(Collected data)
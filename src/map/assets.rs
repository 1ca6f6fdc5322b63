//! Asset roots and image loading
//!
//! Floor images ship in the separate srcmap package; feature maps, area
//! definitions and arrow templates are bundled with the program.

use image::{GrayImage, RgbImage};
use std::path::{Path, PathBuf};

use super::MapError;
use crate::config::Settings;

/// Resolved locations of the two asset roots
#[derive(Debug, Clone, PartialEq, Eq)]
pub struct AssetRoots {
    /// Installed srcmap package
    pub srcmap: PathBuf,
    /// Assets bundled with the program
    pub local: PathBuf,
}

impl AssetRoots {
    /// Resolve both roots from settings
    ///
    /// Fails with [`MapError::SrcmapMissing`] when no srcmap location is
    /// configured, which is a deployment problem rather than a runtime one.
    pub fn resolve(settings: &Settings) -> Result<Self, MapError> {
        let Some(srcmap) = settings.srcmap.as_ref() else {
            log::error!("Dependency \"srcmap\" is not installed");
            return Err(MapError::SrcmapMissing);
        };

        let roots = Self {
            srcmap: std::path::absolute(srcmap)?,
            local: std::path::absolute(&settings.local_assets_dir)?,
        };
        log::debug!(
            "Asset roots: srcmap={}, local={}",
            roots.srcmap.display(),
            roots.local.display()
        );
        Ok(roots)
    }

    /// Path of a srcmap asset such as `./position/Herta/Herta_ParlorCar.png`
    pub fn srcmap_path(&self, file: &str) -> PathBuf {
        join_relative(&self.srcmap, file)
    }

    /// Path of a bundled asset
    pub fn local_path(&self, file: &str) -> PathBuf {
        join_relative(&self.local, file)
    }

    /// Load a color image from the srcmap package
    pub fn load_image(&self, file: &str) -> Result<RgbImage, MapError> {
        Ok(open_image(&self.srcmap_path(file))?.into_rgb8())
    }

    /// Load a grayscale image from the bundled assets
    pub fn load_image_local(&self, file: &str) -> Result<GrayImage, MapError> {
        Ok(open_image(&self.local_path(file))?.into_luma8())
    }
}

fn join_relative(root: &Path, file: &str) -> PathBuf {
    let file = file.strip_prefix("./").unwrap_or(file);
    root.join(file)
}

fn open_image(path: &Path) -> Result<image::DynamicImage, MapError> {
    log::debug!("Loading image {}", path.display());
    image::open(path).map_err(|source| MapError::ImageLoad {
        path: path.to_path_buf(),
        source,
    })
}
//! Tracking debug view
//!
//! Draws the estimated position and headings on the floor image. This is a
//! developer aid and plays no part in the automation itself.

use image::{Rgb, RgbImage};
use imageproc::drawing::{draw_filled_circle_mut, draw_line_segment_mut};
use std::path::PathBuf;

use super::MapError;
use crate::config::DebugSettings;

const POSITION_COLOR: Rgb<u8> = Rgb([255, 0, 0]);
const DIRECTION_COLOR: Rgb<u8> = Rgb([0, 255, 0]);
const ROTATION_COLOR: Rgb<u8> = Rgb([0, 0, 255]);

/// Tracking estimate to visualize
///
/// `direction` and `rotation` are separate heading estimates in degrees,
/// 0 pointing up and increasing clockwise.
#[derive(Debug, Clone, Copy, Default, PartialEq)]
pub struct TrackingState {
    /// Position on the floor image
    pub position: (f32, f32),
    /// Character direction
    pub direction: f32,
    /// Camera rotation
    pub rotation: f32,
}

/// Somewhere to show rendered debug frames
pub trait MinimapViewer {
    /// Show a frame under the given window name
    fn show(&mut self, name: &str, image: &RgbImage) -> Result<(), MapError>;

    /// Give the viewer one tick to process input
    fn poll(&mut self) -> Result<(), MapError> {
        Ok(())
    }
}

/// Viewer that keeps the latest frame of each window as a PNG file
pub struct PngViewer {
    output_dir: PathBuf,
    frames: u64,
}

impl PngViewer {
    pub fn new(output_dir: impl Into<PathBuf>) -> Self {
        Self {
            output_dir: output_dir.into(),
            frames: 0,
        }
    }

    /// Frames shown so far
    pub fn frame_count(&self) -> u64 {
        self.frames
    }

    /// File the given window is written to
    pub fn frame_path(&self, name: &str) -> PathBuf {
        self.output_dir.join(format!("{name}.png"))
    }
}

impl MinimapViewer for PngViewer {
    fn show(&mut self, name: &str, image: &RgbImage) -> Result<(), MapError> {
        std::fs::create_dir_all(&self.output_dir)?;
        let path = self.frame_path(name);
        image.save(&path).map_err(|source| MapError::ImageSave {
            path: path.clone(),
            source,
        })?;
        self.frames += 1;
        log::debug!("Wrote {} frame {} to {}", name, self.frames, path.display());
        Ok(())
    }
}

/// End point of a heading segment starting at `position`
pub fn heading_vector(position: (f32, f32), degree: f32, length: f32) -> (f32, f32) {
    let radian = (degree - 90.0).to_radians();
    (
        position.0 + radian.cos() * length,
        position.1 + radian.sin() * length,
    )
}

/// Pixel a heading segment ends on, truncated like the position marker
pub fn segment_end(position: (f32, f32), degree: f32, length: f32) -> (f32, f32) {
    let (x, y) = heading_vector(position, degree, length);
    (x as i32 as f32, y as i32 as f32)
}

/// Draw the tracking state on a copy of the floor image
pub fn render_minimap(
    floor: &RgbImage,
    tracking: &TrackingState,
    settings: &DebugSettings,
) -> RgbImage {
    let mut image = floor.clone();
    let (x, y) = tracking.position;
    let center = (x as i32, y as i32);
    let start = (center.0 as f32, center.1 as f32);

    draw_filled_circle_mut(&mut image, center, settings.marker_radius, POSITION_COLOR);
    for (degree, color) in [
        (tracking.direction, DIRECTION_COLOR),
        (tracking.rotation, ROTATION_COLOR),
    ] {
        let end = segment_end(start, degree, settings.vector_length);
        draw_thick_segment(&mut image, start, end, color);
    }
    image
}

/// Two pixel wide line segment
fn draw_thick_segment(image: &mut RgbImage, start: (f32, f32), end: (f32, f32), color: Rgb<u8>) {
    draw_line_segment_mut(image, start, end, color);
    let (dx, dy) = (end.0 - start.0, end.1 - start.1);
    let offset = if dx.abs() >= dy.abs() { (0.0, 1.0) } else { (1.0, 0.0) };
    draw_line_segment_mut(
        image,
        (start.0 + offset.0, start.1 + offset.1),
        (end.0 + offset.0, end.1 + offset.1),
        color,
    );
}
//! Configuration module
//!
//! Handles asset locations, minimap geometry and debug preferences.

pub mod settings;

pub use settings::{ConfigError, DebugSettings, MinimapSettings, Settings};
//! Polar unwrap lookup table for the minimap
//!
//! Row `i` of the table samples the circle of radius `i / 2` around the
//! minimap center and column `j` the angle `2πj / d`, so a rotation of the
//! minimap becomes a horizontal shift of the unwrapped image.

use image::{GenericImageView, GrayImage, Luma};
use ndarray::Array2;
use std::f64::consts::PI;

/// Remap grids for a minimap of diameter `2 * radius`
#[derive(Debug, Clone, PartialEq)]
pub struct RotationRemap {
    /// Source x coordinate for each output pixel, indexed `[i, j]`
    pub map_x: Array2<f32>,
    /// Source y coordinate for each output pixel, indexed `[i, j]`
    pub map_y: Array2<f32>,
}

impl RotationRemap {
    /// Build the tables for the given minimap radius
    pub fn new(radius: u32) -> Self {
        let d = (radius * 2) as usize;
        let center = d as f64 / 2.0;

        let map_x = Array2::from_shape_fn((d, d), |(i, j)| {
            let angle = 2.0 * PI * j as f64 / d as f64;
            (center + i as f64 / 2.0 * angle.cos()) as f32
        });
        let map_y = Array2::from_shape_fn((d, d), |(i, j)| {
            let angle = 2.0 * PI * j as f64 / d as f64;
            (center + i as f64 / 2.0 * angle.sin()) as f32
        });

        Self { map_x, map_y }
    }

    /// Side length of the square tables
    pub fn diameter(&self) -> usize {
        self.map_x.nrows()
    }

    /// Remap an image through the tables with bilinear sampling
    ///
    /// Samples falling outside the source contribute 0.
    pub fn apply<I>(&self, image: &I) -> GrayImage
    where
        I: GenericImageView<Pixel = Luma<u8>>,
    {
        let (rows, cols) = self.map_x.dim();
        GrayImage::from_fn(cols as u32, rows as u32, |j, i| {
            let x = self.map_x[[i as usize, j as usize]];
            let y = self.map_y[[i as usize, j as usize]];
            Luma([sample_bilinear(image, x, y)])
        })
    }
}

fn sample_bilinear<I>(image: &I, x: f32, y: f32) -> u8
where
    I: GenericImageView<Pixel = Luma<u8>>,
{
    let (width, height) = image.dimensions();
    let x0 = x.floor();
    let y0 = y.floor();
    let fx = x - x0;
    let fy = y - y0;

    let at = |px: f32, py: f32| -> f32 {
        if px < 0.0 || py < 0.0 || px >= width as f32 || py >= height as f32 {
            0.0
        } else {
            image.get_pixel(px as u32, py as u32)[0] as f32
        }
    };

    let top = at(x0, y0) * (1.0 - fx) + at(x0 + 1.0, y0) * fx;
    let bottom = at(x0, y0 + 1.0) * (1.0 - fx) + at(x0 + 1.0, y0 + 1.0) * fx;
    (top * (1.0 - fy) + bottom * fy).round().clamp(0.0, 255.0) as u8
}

---

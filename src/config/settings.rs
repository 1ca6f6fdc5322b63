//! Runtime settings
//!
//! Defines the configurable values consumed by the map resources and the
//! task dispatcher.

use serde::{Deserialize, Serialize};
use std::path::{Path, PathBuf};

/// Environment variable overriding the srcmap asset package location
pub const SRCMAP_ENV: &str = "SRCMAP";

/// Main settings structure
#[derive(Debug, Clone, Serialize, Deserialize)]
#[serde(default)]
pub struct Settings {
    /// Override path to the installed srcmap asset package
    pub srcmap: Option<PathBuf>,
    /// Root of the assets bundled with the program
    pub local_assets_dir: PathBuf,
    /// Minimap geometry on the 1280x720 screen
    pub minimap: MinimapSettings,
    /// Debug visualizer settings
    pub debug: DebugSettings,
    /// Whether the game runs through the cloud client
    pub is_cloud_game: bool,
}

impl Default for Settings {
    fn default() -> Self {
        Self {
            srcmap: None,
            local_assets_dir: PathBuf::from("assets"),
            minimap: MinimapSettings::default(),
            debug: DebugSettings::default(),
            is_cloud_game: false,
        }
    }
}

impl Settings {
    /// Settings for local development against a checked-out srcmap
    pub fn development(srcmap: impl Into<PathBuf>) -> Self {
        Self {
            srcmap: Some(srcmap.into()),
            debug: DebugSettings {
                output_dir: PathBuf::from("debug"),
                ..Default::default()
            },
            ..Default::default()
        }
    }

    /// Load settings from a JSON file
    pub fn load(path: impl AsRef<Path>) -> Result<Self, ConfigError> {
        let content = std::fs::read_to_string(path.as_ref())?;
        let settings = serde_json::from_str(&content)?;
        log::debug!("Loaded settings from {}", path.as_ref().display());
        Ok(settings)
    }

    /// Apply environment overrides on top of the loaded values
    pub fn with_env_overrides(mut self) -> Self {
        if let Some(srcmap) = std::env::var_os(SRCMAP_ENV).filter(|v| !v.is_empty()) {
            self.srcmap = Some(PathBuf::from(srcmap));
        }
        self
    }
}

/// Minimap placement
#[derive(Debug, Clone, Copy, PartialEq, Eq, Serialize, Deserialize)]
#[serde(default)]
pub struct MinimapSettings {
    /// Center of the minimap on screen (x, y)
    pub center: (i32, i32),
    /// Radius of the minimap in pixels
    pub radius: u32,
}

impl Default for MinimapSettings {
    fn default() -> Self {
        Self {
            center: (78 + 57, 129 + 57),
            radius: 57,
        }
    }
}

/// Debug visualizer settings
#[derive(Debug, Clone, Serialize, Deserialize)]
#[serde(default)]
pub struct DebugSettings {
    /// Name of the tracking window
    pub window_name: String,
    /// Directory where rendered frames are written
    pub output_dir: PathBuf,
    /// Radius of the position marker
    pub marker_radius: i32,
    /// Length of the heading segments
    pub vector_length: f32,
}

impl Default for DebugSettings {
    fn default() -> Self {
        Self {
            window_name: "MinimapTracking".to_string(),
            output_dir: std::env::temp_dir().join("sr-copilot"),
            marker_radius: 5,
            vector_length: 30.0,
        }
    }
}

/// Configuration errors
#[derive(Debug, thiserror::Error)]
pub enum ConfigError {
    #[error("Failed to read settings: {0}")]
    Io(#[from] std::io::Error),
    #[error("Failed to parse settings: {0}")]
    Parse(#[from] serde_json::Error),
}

▶ **Your instructions**
From the records above, return each line where "PartialEq" occurs.

▶ **Solution for this task**
#[derive(Debug, Clone, PartialEq, Eq)]
#[derive(Debug, Clone, Copy, Default, PartialEq)]
#[derive(Debug, Clone, PartialEq)]
#[derive(Debug, Clone, Copy, PartialEq, Eq, Serialize, Deserialize)]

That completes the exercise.